■ **SUPPLIED INFORMATION**
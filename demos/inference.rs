//! Inference on the rain network: rain makes the grass wet and driving dangerous.
//!
//! Run with `cargo run --example inference`.

use pluvia as p;
use p::ConditionalInferenceEngine;

const STATES: &[&str] = &["No", "Si"];

fn main() -> p::Result<()> {
    /////////////////////////////////////////////////////
    // Step 1: Build Model
    let model = build_model()?;
    assert!(model.validate().is_valid());

    /////////////////////////////////////////////////////
    // Step 2: Compile some evidence
    let evidence = p::Evidence::new().observe("ConducirPeligroso", "Si");

    /////////////////////////////////////////////////////
    // Step 3: Build an inference engine
    let engine = p::VariableElimination::new(&model)?.with_order(p::EliminationOrder::MinFill);

    /////////////////////////////////////////////////////
    // Step 4: Run a Conditional Query
    let posterior = engine.infer(&["Lluvia"], &evidence)?;
    for (labels, prob) in posterior.iter() {
        println!("P(Lluvia = {} | ConducirPeligroso = Si) = {:.4}", labels[0], prob);
    }

    /////////////////////////////////////////////////////
    // Step 5: Most probable explanation
    let map = engine.map_query(&["Lluvia", "CespedMojado"], &evidence)?;
    for (var, state) in map.iter() {
        println!("{} = {}", var, state);
    }

    Ok(())
}

fn build_model() -> p::Result<p::BayesianNetwork> {
    let mut model = p::BayesianNetwork::new();
    model.add_variable("Lluvia", STATES)?;
    model.add_variable("CespedMojado", STATES)?;
    model.add_variable("ConducirPeligroso", STATES)?;
    model.add_edges_from(&[("Lluvia", "CespedMojado"), ("Lluvia", "ConducirPeligroso")])?;

    ///////////////////////////////////////////////////
    // CPTs: one column per state of Lluvia
    model.initialize_cpt("Lluvia", p::Initialization::Binomial(0.7))?;
    model.set_cpt(
        p::TabularCpd::new("CespedMojado", 2, vec![vec![0.9, 0.2], vec![0.1, 0.8]])
            .with_evidence(&["Lluvia"], &[2])
    )?;
    model.set_cpt(
        p::TabularCpd::new("ConducirPeligroso", 2, vec![vec![0.6, 0.3], vec![0.4, 0.7]])
            .with_evidence(&["Lluvia"], &[2])
    )?;

    Ok(model)
}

■ **DESCRIPTION OF THE TASK**
Type the material above out again, exactly.

■ **TASK RESULT**
filename demos/inference.rs
//! Inference on the rain network: rain makes the grass wet and driving dangerous.
//!
//! Run with `cargo run --example inference`.

use pluvia as p;
use p::ConditionalInferenceEngine;

const STATES: &[&str] = &["No", "Si"];

fn main() -> p::Result<()> {
    /////////////////////////////////////////////////////
    // Step 1: Build Model
    let model = build_model()?;
    assert!(model.validate().is_valid());

    /////////////////////////////////////////////////////
    // Step 2: Compile some evidence
    let evidence = p::Evidence::new().observe("ConducirPeligroso", "Si");

    /////////////////////////////////////////////////////
    // Step 3: Build an inference engine
    let engine = p::VariableElimination::new(&model)?.with_order(p::EliminationOrder::MinFill);

    /////////////////////////////////////////////////////
    // Step 4: Run a Conditional Query
    let posterior = engine.infer(&["Lluvia"], &evidence)?;
    for (labels, prob) in posterior.iter() {
        println!("P(Lluvia = {} | ConducirPeligroso = Si) = {:.4}", labels[0], prob);
    }

    /////////////////////////////////////////////////////
    // Step 5: Most probable explanation
    let map = engine.map_query(&["Lluvia", "CespedMojado"], &evidence)?;
    for (var, state) in map.iter() {
        println!("{} = {}", var, state);
    }

    Ok(())
}

fn build_model() -> p::Result<p::BayesianNetwork> {
    let mut model = p::BayesianNetwork::new();
    model.add_variable("Lluvia", STATES)?;
    model.add_variable("CespedMojado", STATES)?;
    model.add_variable("ConducirPeligroso", STATES)?;
    model.add_edges_from(&[("Lluvia", "CespedMojado"), ("Lluvia", "ConducirPeligroso")])?;

    ///////////////////////////////////////////////////
    // CPTs: one column per state of Lluvia
    model.initialize_cpt("Lluvia", p::Initialization::Binomial(0.7))?;
    model.set_cpt(
        p::TabularCpd::new("CespedMojado", 2, vec![vec![0.9, 0.2], vec![0.1, 0.8]])
            .with_evidence(&["Lluvia"], &[2])
    )?;
    model.set_cpt(
        p::TabularCpd::new("ConducirPeligroso", 2, vec![vec![0.6, 0.3], vec![0.4, 0.7]])
            .with_evidence(&["Lluvia"], &[2])
    )?;

    Ok(model)
}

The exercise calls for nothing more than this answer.